An explosive device reportedly was detonated inside the gates, bringing down part of the building.


Local ICDC head Adnan Thabet ran into the street. "Why you didn't see that rigged car coming? Where were you?" he shouted at his men.


He agreed to take one question from a journalist. However, when it was asked - "why can't you control the situation inside Samarra?" - he bellowed in anger.


"If America cannot do this, how can I do it?" he shouted.


Men came running down the street shouting, "Go, go, go - the attack will begin. Some mortars from the industrial area will attack the base."


The crowd of bystanders, panicking, began to run away.

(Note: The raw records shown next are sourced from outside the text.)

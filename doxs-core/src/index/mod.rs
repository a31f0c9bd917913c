//! Lookup and ranking over DOXS index files.
//!
//! A query moves through the index in a fixed order:
//!
//! 1. [`IndexReader`] validates the `DOXS` magic
//! 2. each query word is hashed to a [`BucketKey`](doxs_types::BucketKey)
//!    and its bucket chain is scanned for prefix matches
//! 3. each matched word's occurrence list is decoded and its documents
//!    resolved, feeding a query-wide [`FrequencyTotal`]
//! 4. occurrences are scored as their share of that total
//! 5. word matches are merged per URL, filtered, normalized to `(0, 100]`
//!    and sorted
//!
//! File Layout:
//! - `DOXS` magic, then 65536 big-endian `u32` bucket offsets
//! - bucket chains of `(word\0, stats_offset)` ended by an empty word
//! - stats records: `num_docs`, then `num_docs` pairs of `(doc_offset, freq)`
//! - document records: `name\0url\0`
//!
//! Threading:
//! - [`Searcher`] holds configuration only and is `Send + Sync`. Each query
//!   needs its own [`IndexReader`]; nothing is shared between queries.

mod bucket;
mod combine;
#[cfg(test)]
pub(crate) mod fixture;
mod rank;
mod reader;
mod scoring;
mod search;
mod stats;
mod types;

pub use bucket::BucketMatches;
pub use rank::MAX_RANK;
pub use reader::IndexReader;
pub use search::{execute_query, search_file};
pub use types::{FrequencyTotal, IndexWord, Occurrence, Searcher, WordMatch, HEADER_SIZE};
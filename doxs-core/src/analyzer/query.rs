//! Parsed search queries.

use rustc_hash::FxHashSet;
use smallvec::SmallVec;

use crate::analyzer::tokenizer::{Modifier, QueryTokenizer};

/// Typical number of distinct words in a query.
pub const INLINE_QUERY_WORDS: usize = 8;

/// A raw query split into lookup words and result constraints.
///
/// Every word (including required and forbidden ones) is lower-cased and
/// appears once in `words`, in first-occurrence order.
#[derive(Debug, Clone, Default, PartialEq, Eq)]
pub struct Query {
    pub words: SmallVec<[String; INLINE_QUERY_WORDS]>,
    pub required: FxHashSet<String>,
    pub forbidden: FxHashSet<String>,
}

impl Query {
    pub fn parse(raw: &str) -> Self {
        let mut query = Query::default();

        QueryTokenizer::new().tokenize(raw, |token, modifier| {
            let word = token.to_lowercase();
            match modifier {
                Modifier::Required => {
                    query.required.insert(word.clone());
                }
                Modifier::Forbidden => {
                    query.forbidden.insert(word.clone());
                }
                Modifier::Plain => {}
            }
            if !query.words.contains(&word) {
                query.words.push(word);
            }
        });

        query
    }

    #[inline(always)]
    #[must_use]
    pub fn is_empty(&self) -> bool {
        self.words.is_empty()
    }
}
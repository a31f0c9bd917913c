//! Required/forbidden filtering, rank normalization and ordering.

use std::cmp::Ordering;

use doxs_types::RankedDocument;
use rustc_hash::FxHashSet;

use crate::index::types::Searcher;

/// Rank given to the best document of a normalized result.
pub const MAX_RANK: f64 = 100.0;

impl Searcher {
    /// Keeps documents that contain every required word and no forbidden one.
    ///
    /// Words are compared against the queried word of each contribution,
    /// not the index word it matched. Order is preserved.
    pub fn filter(
        docs: Vec<RankedDocument>,
        required: &FxHashSet<String>,
        forbidden: &FxHashSet<String>,
    ) -> Vec<RankedDocument> {
        docs.into_iter()
            .filter(|doc| {
                required.iter().all(|word| doc.has_word(word))
                    && !doc.contributions.iter().any(|c| forbidden.contains(&c.word))
            })
            .collect()
    }

    /// Rescales ranks into `(0, 100]` relative to the best document.
    ///
    /// Scaled ranks from [`combine`](Self::combine) are folded back in, so
    /// every document leaves with `scale == 0`. A positive rank too small
    /// to express next to the best one becomes `f64::MIN_POSITIVE` rather
    /// than 0.
    pub fn normalize(&self, docs: &mut [RankedDocument]) {
        let Some(best) = docs.iter().max_by(|a, b| by_raw_rank(a, b)) else {
            return;
        };
        let max_scale = best.scale;
        let max_rank = if max_scale == 0 {
            best.rank.max(self.config.rank_floor)
        } else {
            best.rank
        };

        // already normalized
        if max_scale == 0 && max_rank == MAX_RANK {
            return;
        }

        for doc in docs.iter_mut() {
            doc.rank = if doc.scale == max_scale && doc.rank >= max_rank {
                MAX_RANK
            } else {
                let scaled = doc.rank * MAX_RANK / max_rank * 2f64.powi(doc.scale - max_scale);
                if doc.rank > 0.0 {
                    scaled.max(f64::MIN_POSITIVE)
                } else {
                    scaled
                }
            };
            doc.scale = 0;
        }
    }

    /// Orders documents by descending rank. Equal ranks keep their
    /// first-seen order.
    pub fn sort(docs: &mut [RankedDocument]) {
        docs.sort_by(|a, b| by_raw_rank(b, a));
    }
}

/// Compares raw ranks `rank * 2^scale`.
///
/// Relies on the shape `combine` leaves behind: ranks stay below `2^512`,
/// and a document with a non-zero scale has a rank of at least 1, so the
/// larger scale always holds the larger raw rank.
fn by_raw_rank(a: &RankedDocument, b: &RankedDocument) -> Ordering {
    a.scale.cmp(&b.scale).then(a.rank.total_cmp(&b.rank))
}
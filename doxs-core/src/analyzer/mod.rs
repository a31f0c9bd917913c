//! Query analysis.
//!
//! - **Tokenizer**: splits a raw query into words and their `+`/`-` modifiers
//! - **Query**: lower-cased, de-duplicated lookup words plus the required and
//!   forbidden sets used to filter results

pub mod query;
pub mod tokenizer;

pub use query::Query;
pub use tokenizer::{Modifier, QueryTokenizer};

Ten minutes later, in an open area across town, outside a row of automobile workshops, a battery of insurgent mortars prepared to fire.


Nearly 20 uniformed Republican Guard soldiers were ready to fire 13 mortars, while a team armed with a Strella shoulder-launched anti-aircraft missiles stood guard on the roof of a nearby hotel.


A man wearing a general's stars listened to his mobile telephone for the signal.


Ten of the mortars were the smaller 82mm type, effective mainly against troops in the open.


But three were of the heavier more massive 120mm variety made in the former Soviet Union and capable of wreaking far greater damage.


"I can't tell you what's going to happen," the general said, answering a journalist's question.


"You will see with your eyes. Stay here and publish the truth for the Iraqis."


At 11:30 am, the mortars begin firing.


After each round, a forward observer told the general where the shell landed. The gunners corrected their aim, and fired again.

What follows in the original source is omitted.